Set down, please, without alteration, the lines of the entries below from the first through the one containing "Only two places".

Input material:
##########
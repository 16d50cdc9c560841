//! Phase Policy Tests.

use morpheus_core::monitor::ExecutionPhase;
use morpheus_core::prefetch::PrefetchStrategy;
use morpheus_core::runtime::{PhasePolicy, StrategyPlan};
use rstest::rstest;

#[rstest]
#[case(ExecutionPhase::DenseSequential, PrefetchStrategy::Sequential, 256, 4)]
#[case(ExecutionPhase::SparseRandom, PrefetchStrategy::Strided, 128, 2)]
#[case(ExecutionPhase::PointerChasing, PrefetchStrategy::Ima, 64, 1)]
fn table(
    #[case] phase: ExecutionPhase,
    #[case] strategy: PrefetchStrategy,
    #[case] distance: usize,
    #[case] degree: usize,
) {
    assert_eq!(
        PhasePolicy::plan_for(phase),
        Some(StrategyPlan {
            strategy,
            distance,
            degree
        })
    );
}

#[test]
fn unknown_has_no_plan() {
    assert_eq!(PhasePolicy::plan_for(ExecutionPhase::Unknown), None);
}
//! Error definitions.
//!
//! Only two places in the engine can fail in a caller-visible way:
//! 1. **Telemetry setup:** the counter source cannot be initialized or read.
//! 2. **Configuration:** intervals, bounds or JSON input are invalid.
//!
//! Nothing on the consumer's prefetch path returns an error.

use thiserror::Error;

/// Failure to obtain hardware telemetry.
///
/// The controller treats every variant as "monitoring unavailable" and keeps
/// running with adaptation disabled.
#[derive(Debug, Error)]
pub enum MonitorError {
    /// The platform has no usable counter source.
    #[error("hardware performance counters are not supported on this platform")]
    Unsupported,

    /// Every requested counter failed to open (typically insufficient privilege).
    #[error("no performance counter events could be opened")]
    NoEventsOpened,

    /// A read was attempted before `initialize` succeeded.
    #[error("counter source has not been initialized")]
    NotInitialized,

    /// An operating-system call on a counter handle failed.
    #[error("{what} failed")]
    Io {
        /// The operation that failed.
        what: &'static str,
        /// The underlying OS error.
        #[source]
        source: std::io::Error,
    },
}

impl MonitorError {
    /// Captures `errno` for the operation named by `what`.
    pub(crate) fn last_os_error(what: &'static str) -> Self {
        Self::Io {
            what,
            source: std::io::Error::last_os_error(),
        }
    }
}

/// Invalid controller configuration.
#[derive(Debug, Error)]
pub enum ConfigError {
    /// An interval was configured as zero milliseconds.
    #[error("{field} must be at least 1 ms")]
    ZeroInterval {
        /// Name of the offending field.
        field: &'static str,
    },

    /// The adaptation cadence must be strictly coarser than the sampling cadence.
    #[error(
        "adaptation_interval_ms ({adaptation_ms}) must be greater than sampling_interval_ms ({sampling_ms})"
    )]
    AdaptationNotCoarser {
        /// Configured sampling interval.
        sampling_ms: u64,
        /// Configured adaptation interval.
        adaptation_ms: u64,
    },

    /// The history buffer must hold at least one entry.
    #[error("history_size must be greater than zero")]
    ZeroHistory,

    /// A predictor bound was configured too small to be meaningful.
    #[error("{field} must be at least {min}")]
    BoundTooSmall {
        /// Name of the offending field.
        field: &'static str,
        /// Smallest accepted value.
        min: usize,
    },

    /// The JSON document could not be parsed.
    #[error("invalid configuration document: {0}")]
    Parse(#[from] serde_json::Error),
}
##########
Solution to the exercise:
repository 16d50cdc9c560841
//! Phase Policy Tests.

use morpheus_core::monitor::ExecutionPhase;
use morpheus_core::prefetch::PrefetchStrategy;
use morpheus_core::runtime::{PhasePolicy, StrategyPlan};
use rstest::rstest;

#[rstest]
#[case(ExecutionPhase::DenseSequential, PrefetchStrategy::Sequential, 256, 4)]
#[case(ExecutionPhase::SparseRandom, PrefetchStrategy::Strided, 128, 2)]
#[case(ExecutionPhase::PointerChasing, PrefetchStrategy::Ima, 64, 1)]
fn table(
    #[case] phase: ExecutionPhase,
    #[case] strategy: PrefetchStrategy,
    #[case] distance: usize,
    #[case] degree: usize,
) {
    assert_eq!(
        PhasePolicy::plan_for(phase),
        Some(StrategyPlan {
            strategy,
            distance,
            degree
        })
    );
}

#[test]
fn unknown_has_no_plan() {
    assert_eq!(PhasePolicy::plan_for(ExecutionPhase::Unknown), None);
}
//! Error definitions.
//!
//! Only two places in the engine can fail in a caller-visible way:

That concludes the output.